In this article
A guide intended for publishers and marketers who want to upload second-party data into Permutive. This is typically user segment membership data that comes from an advertising partner or an advertising partner’s DMP. It could also be the publisher's first-party data on their subscribers or other identifiable users.
This type of data import can be used as a one-off data dump or a periodic import.
- Sending data into Permutive
- Taxonomy File Format
- Data File Format
- Data Upload
In order to use Permutive data imports, you’ll first need access to a Google Cloud Storage bucket for data uploads.
Permutive supports one GCS per customer, but each project/data source (we refer to them as data providers) is broken down into subfolders.
Please contact Permutive support with the following information and our team will provide you with a bucket and relevant access:
1. Users to have access to the bucket. There are a couple of options depending on your intended upload method:
- Manual file upload: we will grant your email address access to the GCS bucket so that you can upload files via the Google Cloud Platform console or command-line tool.
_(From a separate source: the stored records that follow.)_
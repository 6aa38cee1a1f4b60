use std::sync::Arc;

use anyhow::{Context, Result};
use clap::{Parser, Subcommand};
use gcat_sync::PopulateParams;
use tracing::info;

#[derive(Debug, Parser)]
#[command(name = "gcat-cli")]
#[command(about = "Game catalog ingest command-line interface")]
struct Cli {
    #[command(subcommand)]
    command: Option<Commands>,
}

#[derive(Debug, Subcommand)]
enum Commands {
    /// Fetch one catalog batch and ingest it.
    Populate(PopulateArgs),
    /// Run populate on the configured cron until interrupted.
    Schedule,
}

#[derive(Debug, Default, clap::Args)]
struct PopulateArgs {
    #[arg(long)]
    limit: Option<u32>,
    #[arg(long)]
    query: Option<String>,
    #[arg(long)]
    order: Option<String>,
    #[arg(long, value_delimiter = ',')]
    product_types: Option<Vec<String>>,
    #[arg(long)]
    release_statuses: Option<String>,
}

impl From<PopulateArgs> for PopulateParams {
    fn from(args: PopulateArgs) -> Self {
        Self {
            limit: args.limit,
            query: args.query,
            order: args.order,
            product_types: args.product_types,
            release_statuses: args.release_statuses,
        }
    }
}

#[tokio::main]
async fn main() -> Result<()> {
    dotenvy::dotenv().ok();
    tracing_subscriber::fmt()
        .with_env_filter(
            tracing_subscriber::EnvFilter::try_from_default_env()
                .unwrap_or_else(|_| "info,gcat_sync=info,gcat_adapters=info".into()),
        )
        .init();

    let cli = Cli::parse();

    match cli.command.unwrap_or(Commands::Populate(PopulateArgs::default())) {
        Commands::Populate(args) => {
            let summary = gcat_sync::run_populate_from_env(&args.into()).await?;
            println!(
                "populate complete: run_id={} fetched={} created={} skipped={} failed={} rejected={} uploads={}/{}{}",
                summary.run_id,
                summary.fetched_products,
                summary.created,
                summary.skipped,
                summary.failed,
                summary.rejected.len(),
                summary.uploads_ok,
                summary.uploads_ok + summary.uploads_failed,
                summary
                    .report_path
                    .as_deref()
                    .map(|p| format!(" report={p}"))
                    .unwrap_or_default()
            );
        }
        Commands::Schedule => {
            let pipeline = Arc::new(gcat_sync::pipeline_from_env()?);
            let Some(mut sched) = pipeline.maybe_build_scheduler().await? else {
                eprintln!("scheduler disabled; set GCAT_SCHEDULER_ENABLED=true");
                return Ok(());
            };
            sched.start().await.context("starting scheduler")?;
            info!(cron = %pipeline.config().populate_cron, "scheduler running");
            tokio::signal::ctrl_c().await.context("waiting for ctrl-c")?;
            sched.shutdown().await.context("stopping scheduler")?;
        }
    }

    Ok(())
}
The user has to be recognised as associated with an active Google Account or Google Apps account.
- Programmatic file upload: you will need to create a service account within your GCP project, which will be used to perform uploads to Permutive. In this case, please let us know the email address of your service account so that we can grant access.
Note: You can also provide both types of users to have access to the same bucket.
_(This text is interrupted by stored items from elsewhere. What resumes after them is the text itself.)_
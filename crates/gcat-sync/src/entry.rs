//! Catalog entry assembly and creation.

use std::sync::Arc;
use std::time::Duration;

use chrono::Utc;
use futures::future::join_all;
use gcat_adapters::EnrichmentSource;
use gcat_core::{
    normalize_entity_name, CatalogEntry, CatalogEntryDraft, EntityKind, Enrichment, Product,
};
use gcat_storage::{ContentStore, StoreError};
use thiserror::Error;
use tracing::{info, warn};

use crate::upsert::{store_call, IdempotentUpserter, KeyedLocks};

#[derive(Debug, Error)]
pub enum EntryError {
    #[error("product has no title")]
    MissingTitle,
    #[error("lookup of catalog entry {title:?} failed: {source}")]
    Lookup { title: String, source: StoreError },
    #[error("encoding catalog entry {title:?} failed: {source}")]
    Encode {
        title: String,
        source: serde_json::Error,
    },
    #[error("create of catalog entry {title:?} failed: {source}")]
    Create { title: String, source: StoreError },
}

#[derive(Debug, Clone, PartialEq)]
pub struct CreatedEntry {
    pub entry: CatalogEntry,
    pub enriched: bool,
    /// `kind:name` of every relation that could not be resolved.
    pub missing_relations: Vec<String>,
}

#[derive(Debug, Clone, PartialEq)]
pub enum BuildOutcome {
    Created(CreatedEntry),
    Skipped { existing_id: u64 },
}

#[derive(Debug, Default)]
struct ResolvedRelations {
    ids: Vec<(EntityKind, Vec<u64>)>,
    missing: Vec<String>,
}

pub struct CatalogEntryBuilder {
    store: Arc<dyn ContentStore>,
    upserter: Arc<IdempotentUpserter>,
    enricher: Arc<dyn EnrichmentSource>,
    titles: KeyedLocks,
    store_timeout: Duration,
}

impl CatalogEntryBuilder {
    pub fn new(
        store: Arc<dyn ContentStore>,
        upserter: Arc<IdempotentUpserter>,
        enricher: Arc<dyn EnrichmentSource>,
        store_timeout: Duration,
    ) -> Self {
        Self {
            store,
            upserter,
            enricher,
            titles: KeyedLocks::default(),
            store_timeout,
        }
    }

    /// Creates the entry for `product` unless one with the same title already exists.
    pub async fn build(&self, product: &Product) -> Result<BuildOutcome, EntryError> {
        if product.title.trim().is_empty() {
            return Err(EntryError::MissingTitle);
        }
        self.titles
            .run(EntityKind::Game, &product.title, self.build_locked(product))
            .await
    }

    async fn build_locked(&self, product: &Product) -> Result<BuildOutcome, EntryError> {
        let title = product.title.as_str();
        let existing = store_call(
            self.store_timeout,
            self.store.find_by_name(EntityKind::Game, title),
        )
        .await
        .map_err(|source| EntryError::Lookup {
            title: title.to_string(),
            source,
        })?;
        if let Some(record) = existing {
            info!(title, id = record.id, "catalog entry exists; skipping");
            return Ok(BuildOutcome::Skipped {
                existing_id: record.id,
            });
        }

        info!(title, "creating catalog entry");
        let (relations, enrichment) =
            tokio::join!(self.resolve_relations(product), self.enrich(product));

        let release_date = product.parsed_release_date();
        if release_date.is_none() {
            warn!(title, raw = ?product.release_date, "release date missing or unparseable");
        }

        let mut draft = CatalogEntryDraft {
            name: product.title.clone(),
            slug: product.slug.clone(),
            price: product.price_or_zero(),
            release_date,
            developers: Vec::new(),
            publishers: Vec::new(),
            categories: Vec::new(),
            platforms: Vec::new(),
            description: None,
            short_description: None,
            rating: None,
            published_at: Utc::now(),
        };
        for (kind, ids) in relations.ids {
            if let Some(slot) = draft.relation_ids_mut(kind) {
                *slot = ids;
            }
        }
        let enriched = enrichment.is_some();
        if let Some(enrichment) = enrichment {
            draft.apply_enrichment(enrichment);
        }

        let data = serde_json::to_value(&draft).map_err(|source| EntryError::Encode {
            title: title.to_string(),
            source,
        })?;
        let record = store_call(self.store_timeout, self.store.create(EntityKind::Game, data))
            .await
            .map_err(|source| EntryError::Create {
                title: title.to_string(),
                source,
            })?;
        info!(title, id = record.id, enriched, "catalog entry created");

        Ok(BuildOutcome::Created(CreatedEntry {
            entry: draft.into_entry(record.id),
            enriched,
            missing_relations: relations.missing,
        }))
    }

    async fn resolve_relations(&self, product: &Product) -> ResolvedRelations {
        let per_kind = join_all(
            EntityKind::RELATIONAL
                .into_iter()
                .map(|kind| self.resolve_kind(product, kind)),
        )
        .await;

        let mut resolved = ResolvedRelations::default();
        for (kind, ids, missing) in per_kind {
            resolved.ids.push((kind, ids));
            resolved.missing.extend(missing);
        }
        resolved
    }

    async fn resolve_kind(
        &self,
        product: &Product,
        kind: EntityKind,
    ) -> (EntityKind, Vec<u64>, Vec<String>) {
        let mut names: Vec<String> = Vec::new();
        for raw in product.relation_names(kind) {
            if let Some(name) = normalize_entity_name(raw) {
                if !names.contains(&name) {
                    names.push(name);
                }
            }
        }

        let results = join_all(names.iter().map(|name| self.upserter.resolve(kind, name))).await;

        let mut ids = Vec::new();
        let mut missing = Vec::new();
        for (name, result) in names.iter().zip(results) {
            match result {
                Ok(resolved) => {
                    let id = resolved.entity().id;
                    if !ids.contains(&id) {
                        ids.push(id);
                    }
                }
                Err(err) => {
                    warn!(
                        operation = "resolve_relation",
                        title = %product.title,
                        %kind,
                        error = %err,
                        "relation dropped from entry"
                    );
                    missing.push(format!("{kind}:{name}"));
                }
            }
        }
        (kind, ids, missing)
    }

    async fn enrich(&self, product: &Product) -> Option<Enrichment> {
        match self.enricher.enrich(&product.slug).await {
            Ok(enrichment) => Some(enrichment),
            Err(err) => {
                warn!(
                    operation = "enrich",
                    title = %product.title,
                    slug = %product.slug,
                    error = %err,
                    "enrichment unavailable; creating entry without it"
                );
                None
            }
        }
    }
}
2. The name of the project/data source (this could be a partner's name or an internal project name if it's your data) - it is quite arbitrary and will form a part of your bucket's path. Please use just letters, numbers and an underscore (ie.
3. Name of the user id alias to be used in matching. If the data comes from an advertising partner then this will most likely be an AppNexus ID. When you are using your own data, users have to be identified via our identity framework, see User Matching below.
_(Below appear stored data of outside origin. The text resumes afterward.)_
//! HTTP fetch utilities and the content-store seam for gcat.

use std::collections::HashMap;
use std::sync::Arc;
use std::time::Duration;

use anyhow::Context;
use reqwest::multipart::Form;
use reqwest::StatusCode;
use thiserror::Error;
use tokio::sync::{Mutex, Semaphore};
use tracing::{debug, info_span, Instrument};

mod content;

pub use content::{
    ContentStore, InMemoryContentStore, RestContentStore, StoreError, StoredRecord,
};

pub const CRATE_NAME: &str = "gcat-storage";

#[derive(Debug, Clone, Copy, PartialEq, Eq)]
pub enum RetryDisposition {
    Retryable,
    NonRetryable,
}

pub fn classify_status(status: StatusCode) -> RetryDisposition {
    if status.is_server_error() || status == StatusCode::TOO_MANY_REQUESTS {
        RetryDisposition::Retryable
    } else {
        RetryDisposition::NonRetryable
    }
}

pub fn classify_reqwest_error(err: &reqwest::Error) -> RetryDisposition {
    if err.is_timeout() || err.is_connect() || err.is_request() {
        RetryDisposition::Retryable
    } else {
        RetryDisposition::NonRetryable
    }
}

#[derive(Debug, Clone, Copy)]
pub struct BackoffPolicy {
    pub max_retries: usize,
    pub base_delay: Duration,
    pub max_delay: Duration,
}

impl Default for BackoffPolicy {
    fn default() -> Self {
        Self {
            max_retries: 3,
            base_delay: Duration::from_millis(250),
            max_delay: Duration::from_secs(5),
        }
    }
}

impl BackoffPolicy {
    /// No retries at all; the first failure is final.
    pub fn none() -> Self {
        Self {
            max_retries: 0,
            ..Self::default()
        }
    }

    pub fn delay_for_attempt(&self, attempt_index: usize) -> Duration {
        let factor = 1u32.checked_shl(attempt_index as u32).unwrap_or(u32::MAX);
        let delay = self.base_delay.saturating_mul(factor);
        delay.min(self.max_delay)
    }
}

#[derive(Debug, Clone)]
pub struct HttpClientConfig {
    pub timeout: Duration,
    pub user_agent: Option<String>,
    pub global_concurrency: usize,
    pub per_host_concurrency: usize,
    pub backoff: BackoffPolicy,
}

impl Default for HttpClientConfig {
    fn default() -> Self {
        Self {
            timeout: Duration::from_secs(20),
            user_agent: None,
            global_concurrency: 16,
            per_host_concurrency: 8,
            backoff: BackoffPolicy::default(),
        }
    }
}

/// Shared outbound HTTP client. Every request is bounded by the client timeout,
/// a global semaphore and a per-host semaphore.
#[derive(Debug)]
pub struct HttpFetcher {
    client: reqwest::Client,
    global_limit: Arc<Semaphore>,
    per_host_limit: usize,
    per_host: Mutex<HashMap<String, Arc<Semaphore>>>,
    backoff: BackoffPolicy,
}

#[derive(Debug, Clone)]
pub struct FetchedResponse {
    pub status: StatusCode,
    pub final_url: String,
    pub body: Vec<u8>,
}

#[derive(Debug, Error)]
pub enum FetchError {
    #[error("request failed after retries: {0}")]
    Request(#[from] reqwest::Error),
    #[error("http status {status} for {url}")]
    HttpStatus { status: u16, url: String },
}

impl FetchError {
    pub fn status(&self) -> Option<u16> {
        match self {
            FetchError::HttpStatus { status, .. } => Some(*status),
            FetchError::Request(err) => err.status().map(|s| s.as_u16()),
        }
    }
}

fn host_key(url: &str) -> String {
    reqwest::Url::parse(url)
        .ok()
        .and_then(|u| u.host_str().map(str::to_string))
        .unwrap_or_default()
}

impl HttpFetcher {
    pub fn new(config: HttpClientConfig) -> anyhow::Result<Self> {
        let mut builder = reqwest::Client::builder()
            .gzip(true)
            .brotli(true)
            .timeout(config.timeout);

        if let Some(user_agent) = &config.user_agent {
            builder = builder.user_agent(user_agent.clone());
        }

        let client = builder.build().context("building reqwest client")?;

        Ok(Self {
            client,
            global_limit: Arc::new(Semaphore::new(config.global_concurrency.max(1))),
            per_host_limit: config.per_host_concurrency.max(1),
            per_host: Mutex::new(HashMap::new()),
            backoff: config.backoff,
        })
    }

    async fn per_host_semaphore(&self, url: &str) -> Arc<Semaphore> {
        let mut map = self.per_host.lock().await;
        map.entry(host_key(url))
            .or_insert_with(|| Arc::new(Semaphore::new(self.per_host_limit)))
            .clone()
    }

    /// GET with retry on transient failures (timeouts, connect errors, 5xx, 429).
    pub async fn fetch_bytes(&self, url: &str) -> Result<FetchedResponse, FetchError> {
        let _global = self.global_limit.acquire().await.expect("semaphore not closed");
        let per_host = self.per_host_semaphore(url).await;
        let _host = per_host.acquire().await.expect("semaphore not closed");

        self.get_with_retries(url)
            .instrument(info_span!("http_fetch", url))
            .await
    }

    async fn get_with_retries(&self, url: &str) -> Result<FetchedResponse, FetchError> {
        let mut attempt = 0usize;
        loop {
            let retry_left = attempt < self.backoff.max_retries;
            match self.client.get(url).send().await {
                Ok(resp) if resp.status().is_success() => {
                    let status = resp.status();
                    let final_url = resp.url().to_string();
                    let body = resp.bytes().await?.to_vec();
                    return Ok(FetchedResponse {
                        status,
                        final_url,
                        body,
                    });
                }
                Ok(resp) => {
                    let status = resp.status();
                    if !(retry_left && classify_status(status) == RetryDisposition::Retryable) {
                        return Err(FetchError::HttpStatus {
                            status: status.as_u16(),
                            url: resp.url().to_string(),
                        });
                    }
                    debug!(%status, attempt, "retrying after http status");
                }
                Err(err) => {
                    if !(retry_left && classify_reqwest_error(&err) == RetryDisposition::Retryable) {
                        return Err(FetchError::Request(err));
                    }
                    debug!(error = %err, attempt, "retrying after request error");
                }
            }
            tokio::time::sleep(self.backoff.delay_for_attempt(attempt)).await;
            attempt += 1;
        }
    }

    /// Single-attempt multipart POST. Uploads are not idempotent, so no retry.
    pub async fn post_multipart(
        &self,
        url: &str,
        form: Form,
        bearer_token: Option<&str>,
    ) -> Result<FetchedResponse, FetchError> {
        let _global = self.global_limit.acquire().await.expect("semaphore not closed");
        let per_host = self.per_host_semaphore(url).await;
        let _host = per_host.acquire().await.expect("semaphore not closed");

        let mut request = self.client.post(url).multipart(form);
        if let Some(token) = bearer_token {
            request = request.bearer_auth(token);
        }

        let resp = request
            .send()
            .instrument(info_span!("http_upload", url))
            .await?;
        let status = resp.status();
        let final_url = resp.url().to_string();
        if !status.is_success() {
            return Err(FetchError::HttpStatus {
                status: status.as_u16(),
                url: final_url,
            });
        }
        let body = resp.bytes().await?.to_vec();
        Ok(FetchedResponse {
            status,
            final_url,
            body,
        })
    }
}
impl Product {
    /// Final price, or `0.00` when the feed has none.
    pub fn price_or_zero(&self) -> Decimal {
        self.price
            .as_ref()
            .and_then(|p| p.final_money.as_ref())
            .map(|m| m.amount)
            .unwrap_or_else(zero_price)
    }

    pub fn parsed_release_date(&self) -> Option<NaiveDate> {
        self.release_date.as_deref().and_then(parse_release_date)
    }

    /// Names supplied by the product for one relational kind, in feed order.
    pub fn relation_names(&self, kind: EntityKind) -> Vec<&str> {
        match kind {
            EntityKind::Developer => self.developers.iter().map(String::as_str).collect(),
            EntityKind::Publisher => self.publishers.iter().map(String::as_str).collect(),
            EntityKind::Category => self.genres.iter().map(|g| g.name.as_str()).collect(),
            EntityKind::Platform => self.operating_systems.iter().map(String::as_str).collect(),
            EntityKind::Game => Vec::new(),
        }
    }

    /// Screenshot URLs ready for download: first five, formatter substituted.
    pub fn gallery_urls(&self) -> Vec<String> {
        self.screenshots
            .iter()
            .take(MAX_GALLERY_SCREENSHOTS)
            .map(|template| template.replace(SCREENSHOT_FORMATTER_TOKEN, SCREENSHOT_FORMAT))
            .collect()
    }
}

pub fn zero_price() -> Decimal {
    Decimal::new(0, 2)
}

/// Accepts `2024-01-01`, `2024.01.01`, or an RFC 3339 timestamp.
pub fn parse_release_date(raw: &str) -> Option<NaiveDate> {
    let raw = raw.trim();
    if raw.is_empty() {
        return None;
    }
    if let Ok(ts) = DateTime::parse_from_rfc3339(raw) {
        return Some(ts.date_naive());
    }
    let head = raw.get(..10).unwrap_or(raw);
    ["%Y-%m-%d", "%Y.%m.%d"]
        .iter()
        .find_map(|fmt| NaiveDate::parse_from_str(head, fmt).ok())
}

/// ASCII spelling for symbols and Latin letters that slugs keep.
fn transliterate(c: char) -> Option<&'static str> {
    let mapped = match c {
        '&' => "and",
        '$' => "dollar",
        '%' => "percent",
        '<' => "less",
        '>' => "greater",
        '|' => "or",
        'à' | 'á' | 'â' | 'ã' | 'ä' | 'å' | 'À' | 'Á' | 'Â' | 'Ã' | 'Ä' | 'Å' => "a",
        'æ' | 'Æ' => "ae",
        'ç' | 'Ç' => "c",
        'è' | 'é' | 'ê' | 'ë' | 'È' | 'É' | 'Ê' | 'Ë' => "e",
        'ì' | 'í' | 'î' | 'ï' | 'Ì' | 'Í' | 'Î' | 'Ï' => "i",
        'ñ' | 'Ñ' => "n",
        'ò' | 'ó' | 'ô' | 'õ' | 'ö' | 'ø' | 'Ò' | 'Ó' | 'Ô' | 'Õ' | 'Ö' | 'Ø' => "o",
        'œ' | 'Œ' => "oe",
        'ß' => "ss",
        'ù' | 'ú' | 'û' | 'ü' | 'Ù' | 'Ú' | 'Û' | 'Ü' => "u",
        'ý' | 'ÿ' | 'Ý' => "y",
        _ => return None,
    };
    Some(mapped)
}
Sending data into Permutive
Data should be uploaded to your Permutive GCS bucket in the format described in this document. The Permutive platform will detect new uploads made to this bucket and immediately ingest new data into the platform.
Any data item included in your upload must have a user ID associated with it. In order for Permutive to tie imported data with a user landing on your site, the same user ID must be available on-site. This could be a user ID picked up by one of our existing cookie syncs, or it could be your own internal user ID that you are using with permutive.identify. The ID must be a string containing up to 100 characters.
Permutive treats these external user IDs as aliases, and each alias has an alias type associated with it. We typically rely on other third-party IDs such as the AppNexus ID to match Permutive users with second and third-party data that are sent into the platform. This alias has type Appnexus. If Permutive is not already picking up AppNexus IDs for your users, or if you’d like to send a different third-party ID in your data imports, please discuss this with our support team.
Below, we've used a sample scenario where you have data collected on subscribers. This will only apply to visitors who have logged in. We assume that when a user logs in you will have an opportunity to execute code and will have some form of internal ID for that user (in
user.id variable). You could then use this code to associate the login ID with that visitor:
We would be able to use the
subscriber_id as a user ID alias in the audience data.
Please do refer to our Identity Framework Guide for more details.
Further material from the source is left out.